From Benches to Bedside


We medical students handle a great deal of information too early on in life. That is our tragedy. The non-medical community or should I say the world in general, has too little information about us. That is theirs.

When we were welcomed into this discipline in our first year, we were told that the life of a medical student holds two major experiences. One, the first time we walk into the Dissection Hall to attend our first anatomy lesson. The other – the first time we walk into the wards of a hospital wearing the formidable white apron with a stethoscope around our necks. The idea of getting to apply the knowledge that had come our way, the idea of being looked at as doctors….. this was the life we had signed up for.

As students we are expected to work at gathering a good history from the patient- the ‘what’, the ‘when’ and the ‘how’. We talk to their patients and their relatives asking them what brought them to the hospital. In ninety-nine cases out of a hundred, neither party in the conversation has the privilege of understanding the other. Here in KMC, none of us know the local language and most of our patients nothing else. In such cases there are but three options open to us-

  1. Evaporate (now that’s impossible)
  2. Let the one Kannada speaking individual in your group do the talking while you take notes of the proceedings.
  3. Attempt a conversation in broken Kannada yourself. (the most viable option and also the most unseen kind)


Once the language problem has been handled (or not) the patient’s story comes out. They could confess to you about the month-long diarrhoea they’ve been having. They may be very modest about the quantity of bodily fluids they have been generating (read: sputum and urine). Sometimes they may forget to mention it at all. So sometimes we suspect one kind of disease while in reality it is something else entirely.

We then proceed to a general examination of the patient. (To elicit signs the patient may not have noticed) Different mnemonics are brought to mind to remember all the steps, but woe betide anyone who lets slip the fact that they were used! In our profession there are no short cuts, only open secrets.

Once we are through we present the case to our teachers. Now this part one may have seen in TV shows. How stark and dry the real thing is; and also how unglamorous. A patient who just wants to brood over his illness, surrounded by ten pasty-faced, tired students with their minds on lunch. Some students do excel in this round, while the others stare balefully into the distance. I forgot to mention- one wrong finding and the already tottering edifice of our case falls to complete rubble.


The patients themselves are as interesting as the maladies they present. We get the average sick person who is eager to share his tale of woe with anyone who will listen. Then we get the professional hypochondriacs who appear to have every symptom in the textbook. Aside from these we have the strong and silent type, who would rather talk to weapon-carrying Nazis than to us. I had it from a friend that a patient put a sheet over his head in an attempt to escape to his happy place. Yet, the ones who did cooperate are the ones to whom we are forever indebted, for they taught us more than any lecture possibly could.

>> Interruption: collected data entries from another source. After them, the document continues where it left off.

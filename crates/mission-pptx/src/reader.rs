//! Reading slide text back out of a generated deck.

use std::io::{Cursor, Read};

use quick_xml::events::Event;
use quick_xml::Reader;
use zip::ZipArchive;

use crate::error::{PptxError, Result};

/// Title and body paragraph text of one slide
#[derive(Debug, Clone, Default, PartialEq, Eq)]
pub struct SlideText {
    pub title: String,
    /// Paragraphs of every non-title shape, in order
    pub paragraphs: Vec<String>,
}

/// Extract title and paragraphs from one slide part
pub fn extract_slide_text(slide_xml: &[u8]) -> Result<SlideText> {
    let mut reader = Reader::from_reader(slide_xml);
    reader.config_mut().trim_text(false);

    let mut slide = SlideText::default();
    let mut in_title_shape = false;
    let mut in_text = false;
    let mut paragraph: Option<String> = None;
    let mut buf = Vec::new();

    loop {
        match reader.read_event_into(&mut buf) {
            Ok(Event::Start(ref e)) => match e.local_name().as_ref() {
                b"sp" => in_title_shape = false,
                b"p" => paragraph = Some(String::new()),
                b"t" => in_text = true,
                _ => {}
            },
            Ok(Event::Empty(ref e)) if e.local_name().as_ref() == b"ph" => {
                in_title_shape = e
                    .attributes()
                    .filter_map(|a| a.ok())
                    .any(|attr| {
                        attr.key.as_ref() == b"type"
                            && matches!(attr.value.as_ref(), b"title" | b"ctrTitle")
                    });
            }
            Ok(Event::Text(ref e)) if in_text => {
                if let Some(text) = paragraph.as_mut() {
                    text.push_str(&e.unescape()?);
                }
            }
            Ok(Event::End(ref e)) => match e.local_name().as_ref() {
                b"t" => in_text = false,
                b"p" => {
                    if let Some(text) = paragraph.take() {
                        if in_title_shape {
                            slide.title.push_str(&text);
                        } else {
                            slide.paragraphs.push(text);
                        }
                    }
                }
                _ => {}
            },
            Ok(Event::Eof) => break,
            Err(e) => return Err(PptxError::XmlError(e)),
            _ => {}
        }
        buf.clear();
    }

    Ok(slide)
}

/// Read every slide of a PPTX, in slide-number order
pub fn read_slides(pptx: &[u8]) -> Result<Vec<SlideText>> {
    let mut archive = ZipArchive::new(Cursor::new(pptx))?;
    if archive.by_name("ppt/presentation.xml").is_err() {
        return Err(PptxError::missing_part("ppt/presentation.xml"));
    }

    let mut slides = Vec::new();
    for number in 1.. {
        let mut xml = Vec::new();
        match archive.by_name(&format!("ppt/slides/slide{}.xml", number)) {
            Ok(mut file) => file.read_to_end(&mut xml)?,
            Err(zip::result::ZipError::FileNotFound) => break,
            Err(e) => return Err(e.into()),
        };
        slides.push(extract_slide_text(&xml)?);
    }

    Ok(slides)
}

#[cfg(test)]
mod tests {
    use super::*;

    #[test]
    fn test_extract_title_and_body() {
        let xml = br#"<p:sld xmlns:a="a" xmlns:p="p"><p:cSld><p:spTree>
<p:sp><p:nvSpPr><p:nvPr><p:ph type="title"/></p:nvPr></p:nvSpPr><p:txBody><a:p><a:r><a:t>Materials</a:t></a:r></a:p></p:txBody></p:sp>
<p:sp><p:nvSpPr><p:nvPr><p:ph idx="1"/></p:nvPr></p:nvSpPr><p:txBody>
<a:p><a:r><a:t>Sand &amp; trays</a:t></a:r></a:p>
<a:p><a:endParaRPr lang="en-US"/></a:p>
<a:p><a:r><a:t>5 min</a:t></a:r><a:r><a:t>  Setup</a:t></a:r></a:p>
</p:txBody></p:sp>
</p:spTree></p:cSld></p:sld>"#;

        let slide = extract_slide_text(xml).unwrap();
        assert_eq!(slide.title, "Materials");
        assert_eq!(slide.paragraphs, vec!["Sand & trays", "", "5 min  Setup"]);
    }

    #[test]
    fn test_not_a_zip() {
        assert!(matches!(
            read_slides(b"nope"),
            Err(PptxError::ZipError(_))
        ));
    }
}
//! Core settings
//!
//! Loaded from TOML. Every field has a default, so a partial file (or an
//! empty one) is valid:
//!
//! ```toml
//! [outline]
//! default_title = "Plan"
//!
//! [render]
//! placeholder = "Nothing yet"
//!
//! [gauge]
//! radius = 90.0
//! ```

use std::path::Path;

use serde::{Deserialize, Serialize};

use crate::error::Result;
use crate::gauge::{DirectionPalette, GaugeGeometry};
use crate::outline::DEFAULT_SECTION_TITLE;
use crate::screen::DEFAULT_PLACEHOLDER;
use crate::style::{Palette, StyleTable};

/// Top-level settings structure
#[derive(Debug, Clone, PartialEq, Serialize, Deserialize, Default)]
#[serde(default)]
pub struct Settings {
    pub outline: OutlineSettings,
    pub render: RenderSettings,
    pub styles: StyleTable,
    pub palette: Palette,
    pub gauge: GaugeGeometry,
    pub directions: DirectionPalette,
}

impl Settings {
    /// Parse settings from a TOML string
    pub fn from_toml_str(toml_str: &str) -> std::result::Result<Self, toml::de::Error> {
        toml::from_str(toml_str)
    }

    /// Load settings from a TOML file
    pub fn from_file(path: &Path) -> Result<Self> {
        let text = std::fs::read_to_string(path)?;
        Ok(Self::from_toml_str(&text)?)
    }
}

/// Outline parser settings
#[derive(Debug, Clone, PartialEq, Eq, Serialize, Deserialize)]
#[serde(default)]
pub struct OutlineSettings {
    /// Title of the fallback section for heading-less plans
    pub default_title: String,
}

impl Default for OutlineSettings {
    fn default() -> Self {
        Self {
            default_title: DEFAULT_SECTION_TITLE.to_string(),
        }
    }
}

/// Shared renderer settings
#[derive(Debug, Clone, PartialEq, Eq, Serialize, Deserialize)]
#[serde(default)]
pub struct RenderSettings {
    /// Text shown for a section without lines
    pub placeholder: String,
    /// Document language tag
    pub locale: String,
}

impl Default for RenderSettings {
    fn default() -> Self {
        Self {
            placeholder: DEFAULT_PLACEHOLDER.to_string(),
            locale: "en-US".to_string(),
        }
    }
}

#[cfg(test)]
mod tests {
    use super::*;

    #[test]
    fn test_empty_toml_is_default() {
        let settings = Settings::from_toml_str("").unwrap();
        assert_eq!(settings, Settings::default());
        assert_eq!(settings.outline.default_title, "Lesson Plan");
        assert_eq!(settings.render.placeholder, "—");
    }

    #[test]
    fn test_partial_toml() {
        let settings = Settings::from_toml_str(
            r##"
[outline]
default_title = "Plan"

[gauge]
radius = 90.0

[palette.accents.teal]
border = "#14b8a6"
background = "#f0fdfa"
text = "#0f766e"
"##,
        )
        .unwrap();
        assert_eq!(settings.outline.default_title, "Plan");
        assert_eq!(settings.gauge.radius, 90.0);
        assert_eq!(settings.gauge.cx, 100.0);
        assert_eq!(settings.palette.colors("teal").text, "#0f766e");
        assert_eq!(settings.render.locale, "en-US");
    }

    #[test]
    fn test_custom_style_rules() {
        let settings = Settings::from_toml_str(
            r#"
[[styles.rules]]
keyword = "warm"
icon = "🔥"
accent = "amber"
"#,
        )
        .unwrap();
        assert_eq!(settings.styles.rules.len(), 1);
        assert_eq!(settings.styles.lookup("Warm-up").icon, "🔥");
        assert_eq!(settings.styles.lookup("Other").icon, "📘");
    }

    #[test]
    fn test_invalid_toml() {
        assert!(Settings::from_toml_str("[outline\n").is_err());
    }
}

So why do we do whatever it is that we do? We do it to learn. We watch how our senior doctors worm the whole truth out of patients and then diagnose the illness. We watch how they generate a sense of trust while asking personal and often disgusting questions. Beyond all reasons we do what we do because in our world human beings and human interactions are paramount. We learn to accept humanity and all it encompasses – the vitality, the hope, the darkness, the difficulties, the mundane and also the quirky.